On 28 November 1938, No. 502 (Ulster) Squadron became part of RAF Coastal Command, and was re-equipped with Avro Anson, a twin-engine, multi-role aircraft, in January 1939. When war broke out, the squadron was used to fly maritime patrols in the Atlantic Ocean off the Irish Coast. From October 1940, the Squadron flew with Armstrong Whitworth Whitley, a twin-engined medium bomber. It was reported that on 30 November 1941 the squadron became the first Coastal Command unit to make a successful attack on a U-boat with air-to-surface-vessel radar, sinking U-boat U-206 in the Bay of Biscay. This report has been countered with newer information that the U-206 was more probably sunk by the minefield, "Beech," laid there by the British after August 1940, and that the squadron's attack was actually on U-71, which escaped without loss.

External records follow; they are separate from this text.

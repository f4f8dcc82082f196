use broker_core::model::{CreateTaskInput, StoredTask, Task};
use broker_core::{BrokerError, PlanStep, TaskStatus};
use sqlx::{postgres::PgRow, Row};

/// Classify a raw `sqlx::Error` into the broker's typed error kinds.
///
/// Decode errors indicate a bug in this crate (a row shape we didn't
/// expect), not a store outage, so they map to `Internal`; everything
/// else reaching here is treated as the store being unavailable, per the
/// "Store outage -> StoreUnavailable, callers MAY retry" contract.
pub(crate) fn store_err(err: sqlx::Error) -> BrokerError {
    match err {
        sqlx::Error::ColumnDecode { .. } | sqlx::Error::Decode(_) => {
            BrokerError::internal(err.to_string())
        }
        other => BrokerError::store_unavailable(other.to_string()),
    }
}

pub(crate) fn stored_task_from_row(row: &PgRow) -> sqlx::Result<StoredTask> {
    let status_raw: String = row.try_get("status")?;
    let status = TaskStatus::parse(&status_raw).ok_or_else(|| sqlx::Error::ColumnDecode {
        index: "status".into(),
        source: format!("unrecognized status: {status_raw}").into(),
    })?;

    let plan_raw: serde_json::Value = row.try_get("plan")?;
    let plan: Vec<PlanStep> =
        serde_json::from_value(plan_raw).map_err(|err| sqlx::Error::ColumnDecode {
            index: "plan".into(),
            source: Box::new(err),
        })?;

    let constraints_raw: serde_json::Value = row.try_get("constraints")?;
    let constraints: Vec<String> =
        serde_json::from_value(constraints_raw).map_err(|err| sqlx::Error::ColumnDecode {
            index: "constraints".into(),
            source: Box::new(err),
        })?;

    let input_raw: serde_json::Value = row.try_get("input")?;
    let input: CreateTaskInput =
        serde_json::from_value(input_raw).map_err(|err| sqlx::Error::ColumnDecode {
            index: "input".into(),
            source: Box::new(err),
        })?;

    let task = Task {
        id: row.try_get("task_id")?,
        title: row.try_get("title")?,
        description: row.try_get("description")?,
        repo_url: row.try_get("repo_url")?,
        branch: row.try_get("branch")?,
        base_branch: row.try_get("base_branch")?,
        constraints,
        status,
        plan,
        created_at: row.try_get("created_at")?,
        updated_at: row.try_get("updated_at")?,
        assignee: row.try_get("assignee")?,
        latest_event_id: row.try_get("latest_event_id")?,
        risk_score: row.try_get("risk_score")?,
    };

    Ok(StoredTask {
        task,
        input,
        latest_stream_seq: row.try_get("latest_stream_seq")?,
    })
}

In January 1942, the squadron officially moved to both Norfolk (RAF Docking) and Cornwall, where a maintenance station was set up at RAF St Eval. Until 1944 the squadron's main role was to carry out anti-submarine patrols. In January 1943 conversion to Handley Page Halifax GR.Mk.II, a British four-engined heavy bomber, began, with the first patrol by this type being flown on 12 March. In addition to anti-submarine patrols, now also attacks on enemy shipping off the occupied French coast were made. In September 1944, with the French coast back in Allied hands, the squadron moved to RAF Stornoway in Scotland, to carry out attacks on German shipping off the Norwegian coast, remaining there until the end of the war. It was disbanded on 25 May 1945.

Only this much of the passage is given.